== Dataset records ==
......

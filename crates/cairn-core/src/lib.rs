#![forbid(unsafe_code)]
#![warn(
    unused,
    unreachable_pub,
    clippy::all,
    clippy::pedantic,
    clippy::nursery,
    rustdoc::broken_intra_doc_links,
    rustdoc::bare_urls,
    missing_docs
)]
#![allow(clippy::module_name_repetitions)]

//! Store-agnostic entity model and persistence boundaries.
//!
//! Layout: `model/` (entity records, edit contexts, listing arguments),
//! `service/` (durable and ephemeral store traits), `error.rs` (`StoreError`).

pub mod error;
pub mod model;
pub mod service;

pub use error::{StoreError, StoreResult};
pub use model::{
    Actor, Attributes, CreateOutcome, Cursor, DuplicatePolicy, EditContext, EditInput, EntityId,
    EntityPatch, EntityRecord, EntitySnapshot, EntityType, Filter, ListArgs, NewEntity, OrderMode,
    Page, PageInfo, StandardId, attribute_text,
};
pub use service::{EditContextStore, EntityStore};
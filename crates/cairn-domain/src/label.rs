//! Label management.
//!
//! Labels are free-form tags identified by their normalized `value`. A colour
//! is derived from the value when the caller does not supply one.

use cairn_core::{
    Actor, Attributes, EditInput, EntityId, EntityRecord, EntityType, ListArgs, Page, StandardId,
};
use chrono::{DateTime, Utc};
use serde::{Deserialize, Serialize};
use serde_json::Value;

use crate::coordinator::EditContextCoordinator;
use crate::error::DomainResult;
use crate::repository::EntityRepository;
use crate::typed::{Annotated, EntityView, TypedEntities, required_text};

/// Typed label.
#[derive(Debug, Clone, PartialEq, Eq, Serialize, Deserialize)]
pub struct Label {
    /// Entity identifier.
    pub id: EntityId,
    /// Identifier derived from the normalized value.
    pub standard_id: StandardId,
    /// Normalized, lower-case value.
    pub value: String,
    /// Display colour as `#rrggbb`.
    pub color: String,
    /// Actor that created the label.
    pub created_by: Actor,
    /// Actor responsible for the latest change.
    pub updated_by: Actor,
    /// Creation timestamp.
    pub created_at: DateTime<Utc>,
    /// Timestamp of the latest change.
    pub updated_at: DateTime<Utc>,
}

impl EntityView for Label {
    const ENTITY_TYPE: EntityType = EntityType::Label;

    fn from_record(record: &EntityRecord) -> DomainResult<Self> {
        Ok(Self {
            id: record.id,
            standard_id: record.standard_id.clone(),
            value: required_text(record, "value")?,
            color: required_text(record, "color")?,
            created_by: record.created_by.clone(),
            updated_by: record.updated_by.clone(),
            created_at: record.created_at,
            updated_at: record.updated_at,
        })
    }
}

/// Input for [`LabelService::add_label`].
#[derive(Debug, Clone, Default, PartialEq, Eq, Serialize, Deserialize)]
pub struct AddLabel {
    /// Raw value; normalized before storage.
    pub value: String,
    /// Explicit colour; derived from the value when absent.
    #[serde(default)]
    pub color: Option<String>,
}

impl AddLabel {
    /// Label input without an explicit colour.
    #[must_use]
    pub fn new(value: impl Into<String>) -> Self {
        Self {
            value: value.into(),
            color: None,
        }
    }

    /// Use an explicit colour.
    #[must_use]
    pub fn with_color(mut self, color: impl Into<String>) -> Self {
        self.color = Some(color.into());
        self
    }

    fn into_attributes(self) -> Attributes {
        let mut attributes = Attributes::new();
        attributes.insert("value".into(), Value::String(self.value));
        if let Some(color) = self.color {
            attributes.insert("color".into(), Value::String(color));
        }
        attributes
    }
}

/// Label operations.
#[derive(Clone)]
pub struct LabelService {
    entities: TypedEntities<Label>,
}

impl LabelService {
    /// Build the service over shared repository and coordinator handles.
    #[must_use]
    pub const fn new(repository: EntityRepository, coordinator: EditContextCoordinator) -> Self {
        Self {
            entities: TypedEntities::new(repository, coordinator),
        }
    }

    /// Label by identifier.
    ///
    /// # Errors
    ///
    /// Returns [`crate::DomainError::NotFound`] when no label has `id`.
    pub async fn find_by_id(&self, id: EntityId) -> DomainResult<Label> {
        self.entities.find_by_id(id).await
    }

    /// One page of labels; search matches the value.
    ///
    /// # Errors
    ///
    /// Returns [`crate::DomainError::Store`] for bad cursors or backend failures.
    pub async fn find_all(&self, args: &ListArgs) -> DomainResult<Page<Label>> {
        self.entities.find_all(args).await
    }

    /// Create a label, or return the one already holding the normalized value.
    ///
    /// # Errors
    ///
    /// - [`crate::DomainError::Validation`] for blank values or malformed colours.
    /// - [`crate::DomainError::Conflict`] when duplicates are rejected.
    pub async fn add_label(&self, actor: &Actor, input: AddLabel) -> DomainResult<Label> {
        self.entities.create(actor, input.into_attributes()).await
    }

    /// Set one attribute; `Value::Null` removes it.
    ///
    /// # Errors
    ///
    /// Returns [`crate::DomainError::NotFound`] when no label has `id`, or
    /// [`crate::DomainError::Conflict`] when the new value belongs to another label.
    pub async fn label_edit_field(
        &self,
        actor: &Actor,
        id: EntityId,
        key: &str,
        value: Value,
    ) -> DomainResult<Label> {
        self.entities.edit_field(actor, id, key, value).await
    }

    /// Delete a label and its edit context; returns the removed identifier.
    ///
    /// # Errors
    ///
    /// Returns [`crate::DomainError::NotFound`] when no label has `id`.
    pub async fn label_delete(&self, actor: &Actor, id: EntityId) -> DomainResult<EntityId> {
        self.entities.delete(actor, id).await
    }

    /// Mark the label as being edited by `actor`.
    ///
    /// # Errors
    ///
    /// Returns [`crate::DomainError::NotFound`] when no label has `id`.
    pub async fn label_edit_context(
        &self,
        actor: &Actor,
        id: EntityId,
        input: EditInput,
    ) -> DomainResult<Annotated<Label>> {
        self.entities.edit_context(actor, id, input).await
    }

    /// Clear the edit context of the label.
    ///
    /// # Errors
    ///
    /// Returns [`crate::DomainError::NotFound`] when no label has `id`.
    pub async fn label_clean_context(&self, actor: &Actor, id: EntityId) -> DomainResult<Label> {
        self.entities.clean_context(actor, id).await
    }
}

......

== Task brief ==
Identify how many lines in the entries above include the string "EditContextCoordinator", then state that number alone.

== Answer box ==
2